Acelyrin, Inc. (Nasdaq: SLRN) has announced positive top-line results from its global Phase 2b/3 clinical trial of izokibep in psoriatic arthritis (PsA). The study met its primary endpoint, demonstrating a statistically significant improvement in ACR50 at 16 weeks compared to placebo, marking a potential advancement in the treatment of this chronic inflammatory disease.
The Phase 2b/3 trial (NCT05623345) was a global, multi-center, randomized, double-blind, placebo-controlled study involving 351 adult patients with active PsA across 71 sites in the United States and Europe. Patients were randomized to receive subcutaneous doses of izokibep at 160 mg weekly (QW), 160 mg every other week (Q2W), or 80 mg every four weeks (Q4W), or placebo.
Robust Efficacy and Favorable Safety Profile
The 160 mg QW and Q2W arms of the trial demonstrated improved magnitude of responses on higher hurdle endpoints such as ACR70 and PASI100, as well as composite endpoints ACR50/PASI100 and Minimal Disease Activity, relative to the Phase 2 80 mg Q2W dose. Notably, this was achieved despite a higher baseline disease burden in the Phase 2b/3 trial population compared to the Phase 2 trial.
Izokibep was well-tolerated, with a favorable safety profile consistent with previous experience and the IL-17A class. The trial had a low study discontinuation rate of less than 3%. Mild-to-moderate injection site reactions (ISRs) were observed, with discontinuations due to ISR occurring in less than 2% of patients. There were two cases of mild candida infection – one in the placebo arm and one in the 160 mg QW arm – and no cases of suicidal ideation or behavior were reported.
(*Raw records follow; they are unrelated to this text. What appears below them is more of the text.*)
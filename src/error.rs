use thiserror::Error;

#[derive(Debug, Error)]
pub enum AppError {
    #[error("Failed to fetch data from KSÍ: {0}")]
    ApiFetch(#[from] reqwest::Error),

    // Specific HTTP status code errors
    #[error("KSÍ request not found (404): {url}")]
    ApiNotFound { url: String },

    #[error("KSÍ server error ({status}): {message} (URL: {url})")]
    ApiServerError {
        status: u16,
        message: String,
        url: String,
    },

    #[error("KSÍ client error ({status}): {message} (URL: {url})")]
    ApiClientError {
        status: u16,
        message: String,
        url: String,
    },

    #[error("KSÍ rate limit exceeded (429): {message} (URL: {url})")]
    ApiRateLimit { message: String, url: String },

    #[error("KSÍ service unavailable ({status}): {message} (URL: {url})")]
    ApiServiceUnavailable {
        status: u16,
        message: String,
        url: String,
    },

    // Network-specific errors
    #[error("Network timeout while fetching data from: {url}")]
    NetworkTimeout { url: String },

    #[error("Connection failed to: {url} - {message}")]
    NetworkConnection { url: String, message: String },

    // Payload errors
    #[error("KSÍ returned unexpected data structure: {message} (URL: {url})")]
    ApiUnexpectedStructure { message: String, url: String },

    #[error("KSÍ returned empty or missing data: {message} (URL: {url})")]
    ApiNoData { message: String, url: String },

    // Cache errors never reach the caller, the cache layer turns them into misses
    #[error("Cache error: {0}")]
    Cache(String),

    #[error("Cache serialization error: {0}")]
    CacheSerialization(#[from] serde_json::Error),

    #[error("Invalid query: {0}")]
    InvalidQuery(String),

    #[error("I/O error: {0}")]
    Io(#[from] std::io::Error),

    #[error("TOML serialization error: {0}")]
    TomlSerialize(#[from] toml::ser::Error),

    #[error("TOML deserialization error: {0}")]
    TomlDeserialize(#[from] toml::de::Error),

    #[error("Configuration error: {0}")]
    Config(String),

    #[error("Log setup error: {0}")]
    LogSetup(String),
}

impl AppError {
    /// Create a configuration error with context
    pub fn config_error(msg: impl Into<String>) -> Self {
        Self::Config(msg.into())
    }

    /// Create a log setup error with context
    pub fn log_setup_error(msg: impl Into<String>) -> Self {
        Self::LogSetup(msg.into())
    }

    /// Create a cache storage error with context
    pub fn cache_error(msg: impl Into<String>) -> Self {
        Self::Cache(msg.into())
    }

    /// Create an invalid query error (bad year range and similar usage mistakes)
    pub fn invalid_query(msg: impl Into<String>) -> Self {
        Self::InvalidQuery(msg.into())
    }

    /// Create an API not found error
    pub fn api_not_found(url: impl Into<String>) -> Self {
        Self::ApiNotFound { url: url.into() }
    }

    /// Create an API server error (5xx status codes)
    pub fn api_server_error(
        status: u16,
        message: impl Into<String>,
        url: impl Into<String>,
    ) -> Self {
        Self::ApiServerError {
            status,
            message: message.into(),
            url: url.into(),
        }
    }

    /// Create an API client error (4xx status codes except 404 and 429)
    pub fn api_client_error(
        status: u16,
        message: impl Into<String>,
        url: impl Into<String>,
    ) -> Self {
        Self::ApiClientError {
            status,
            message: message.into(),
            url: url.into(),
        }
    }

    /// Create an API rate limit error
    pub fn api_rate_limit(message: impl Into<String>, url: impl Into<String>) -> Self {
        Self::ApiRateLimit {
            message: message.into(),
            url: url.into(),
        }
    }

    /// Create an API service unavailable error
    pub fn api_service_unavailable(
        status: u16,
        message: impl Into<String>,
        url: impl Into<String>,
    ) -> Self {
        Self::ApiServiceUnavailable {
            status,
            message: message.into(),
            url: url.into(),
        }
    }

    /// Create a network timeout error
    pub fn network_timeout(url: impl Into<String>) -> Self {
        Self::NetworkTimeout { url: url.into() }
    }

    /// Create a network connection error
    pub fn network_connection(url: impl Into<String>, message: impl Into<String>) -> Self {
        Self::NetworkConnection {
            url: url.into(),
            message: message.into(),
        }
    }

    /// Create an unexpected data structure error
    pub fn api_unexpected_structure(message: impl Into<String>, url: impl Into<String>) -> Self {
        Self::ApiUnexpectedStructure {
            message: message.into(),
            url: url.into(),
        }
    }

    /// Create a no data error
    pub fn api_no_data(message: impl Into<String>, url: impl Into<String>) -> Self {
        Self::ApiNoData {
            message: message.into(),
            url: url.into(),
        }
    }

    /// Transport faults: contained at the adapter call site and degraded to empty results.
    pub fn is_transport_error(&self) -> bool {
        matches!(
            self,
            AppError::ApiFetch(_)
                | AppError::ApiNotFound { .. }
                | AppError::ApiServerError { .. }
                | AppError::ApiClientError { .. }
                | AppError::ApiRateLimit { .. }
                | AppError::ApiServiceUnavailable { .. }
                | AppError::NetworkTimeout { .. }
                | AppError::NetworkConnection { .. }
                | AppError::ApiUnexpectedStructure { .. }
                | AppError::ApiNoData { .. }
        )
    }

    /// Usage errors are the only ones allowed to surface from a query.
    pub fn is_usage_error(&self) -> bool {
        matches!(self, AppError::InvalidQuery(_))
    }
}
use crate::cli::Args;
use crossterm::{execute, terminal::SetTitle};
use ksi_stats::config::Config;
use ksi_stats::data_fetcher::api::{create_http_client_with_timeout, validate_year_range};
use ksi_stats::data_fetcher::cache::{CacheManager, FileStore};
use ksi_stats::data_fetcher::{
    KsiSoapClient, KsiWebScraper, MatchFetcher, MatchSource, StandingsSource, TournamentSource,
};
use ksi_stats::error::AppError;
use ksi_stats::report::{write_report, write_standings_report};
use std::io::stdout;
use tracing::info;

const TERMINAL_TITLE: &str = "KSÍ stats";

fn file_cache(config: &Config) -> CacheManager<FileStore> {
    CacheManager::new(
        FileStore::new(config.effective_cache_dir()),
        config.cache_ttl(),
    )
}

/// Handles the --list-config command.
pub async fn handle_list_config_command() -> Result<(), AppError> {
    execute!(stdout(), SetTitle(TERMINAL_TITLE))?;
    Config::display().await
}

/// Handles --clear-cache by deleting every cached response.
pub async fn handle_clear_cache_command() -> Result<(), AppError> {
    let config = Config::load().await?;
    let cache = file_cache(&config);
    let removed = cache.clear().await?;
    info!("Cleared {} cache entries", removed);
    println!(
        "Removed {removed} cached entries from {}",
        config.effective_cache_dir()
    );
    Ok(())
}

/// Handles --clear-expired by deleting expired and unreadable cache files.
pub async fn handle_clear_expired_command() -> Result<(), AppError> {
    let config = Config::load().await?;
    let cache = file_cache(&config);
    let removed = cache.clear_expired().await?;
    let stats = cache.stats().await?;
    info!("Cleared {} expired cache entries", removed);
    println!(
        "Removed {removed} expired entries, {} still cached",
        stats.live_entries()
    );
    Ok(())
}

/// Fetches the requested seasons and prints the report for the chosen team.
///
/// Tournaments are discovered on the website unless `--soap-tournaments` is
/// given. Match lists come from the SOAP service unless `--html-matches` is
/// given. `--standings` reports from the SOAP tournament tables instead.
pub async fn handle_report_command(args: &Args) -> Result<(), AppError> {
    let (start_year, end_year) = args.year_range();
    validate_year_range(start_year, end_year)?;

    let config = Config::load().await?;
    let client = create_http_client_with_timeout(config.http_timeout_seconds)?;
    let scraper = KsiWebScraper::new(client.clone(), config.web_base_url.clone());
    let soap = KsiSoapClient::new(client, config.soap_url.clone());
    let years = (start_year, end_year);

    execute!(stdout(), SetTitle(TERMINAL_TITLE))?;

    match (args.standings, args.html_matches, args.soap_tournaments) {
        (true, _, true) => run_standings_report(soap.clone(), soap, &config, args, years).await,
        (true, _, false) => run_standings_report(soap, scraper, &config, args, years).await,
        (false, true, true) => run_report(scraper, soap, &config, args, years).await,
        (false, true, false) => run_report(scraper.clone(), scraper, &config, args, years).await,
        (false, false, true) => run_report(soap.clone(), soap, &config, args, years).await,
        (false, false, false) => run_report(soap, scraper, &config, args, years).await,
    }
}

fn fetcher<M: MatchSource, D: TournamentSource>(
    match_source: M,
    tournament_source: D,
    config: &Config,
) -> MatchFetcher<M, D, FileStore> {
    info!(
        "Using {} match source and {} tournament source, caching in {}",
        match_source.source_name(),
        tournament_source.source_name(),
        config.effective_cache_dir()
    );
    MatchFetcher::new(match_source, tournament_source, file_cache(config))
        .with_request_delay(config.request_delay())
}

async fn run_report<M: MatchSource, D: TournamentSource>(
    match_source: M,
    tournament_source: D,
    config: &Config,
    args: &Args,
    (start_year, end_year): (i32, i32),
) -> Result<(), AppError> {
    let result = fetcher(match_source, tournament_source, config)
        .get_matches_for_years(args.age_group, start_year, end_year, args.tournament_type)
        .await?;

    let team_id = args.team.to_string();
    let mut out = stdout().lock();
    write_report(&mut out, &result, &team_id, start_year, end_year)
}

async fn run_standings_report<M, D>(
    match_source: M,
    tournament_source: D,
    config: &Config,
    args: &Args,
    (start_year, end_year): (i32, i32),
) -> Result<(), AppError>
where
    M: MatchSource + StandingsSource,
    D: TournamentSource,
{
    let standings = fetcher(match_source, tournament_source, config)
        .get_standings_for_years(args.age_group, start_year, end_year, args.tournament_type)
        .await?;

    let team_id = args.team.to_string();
    let mut out = stdout().lock();
    write_standings_report(&mut out, &standings, &team_id, start_year, end_year)
}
Potential Differentiation in Enthesitis Resolution
Pre-specified analyses suggest potential differentiation in enthesitis resolution. While enthesitis resolution overall was not statistically significant due to a high placebo response, izokibep achieved clinically meaningful resolution in patients with the highest burden of enthesitis (baseline Leeds Enthesitis Index (LEI) 3-6) relative to placebo. This effect has not been previously reported by other agents.
Expert Commentary
"These positive Phase 2b/3 data reinforce the potential demonstrated in Phase 2 for izokibep to provide meaningful benefit in treating the debilitating signs and symptoms of active psoriatic arthritis in the joints and skin, as well as enthesitis where the results in the most severe patients are encouraging and warrant further study," said Philip Mease, MD, MACR, Director of Rheumatology Research at Swedish Medical Center. "We have observed from the Phase 2 46-week data that there is no safety limitation to long-term treatment with izokibep and that longer duration of therapy demonstrated the potential for even further improvements over time."
Implications for Psoriatic Arthritis Treatment
Psoriatic arthritis affects an estimated 30% of the 125 million people living with psoriasis worldwide. The positive results from this Phase 2b/3 trial suggest that izokibep could offer a valuable new treatment option for patients with PsA, particularly those with significant enthesitis. The drug's favorable safety profile and potential for higher clinical responses compared to existing IL-17A inhibitors further support its development as a potential new medicine for patients.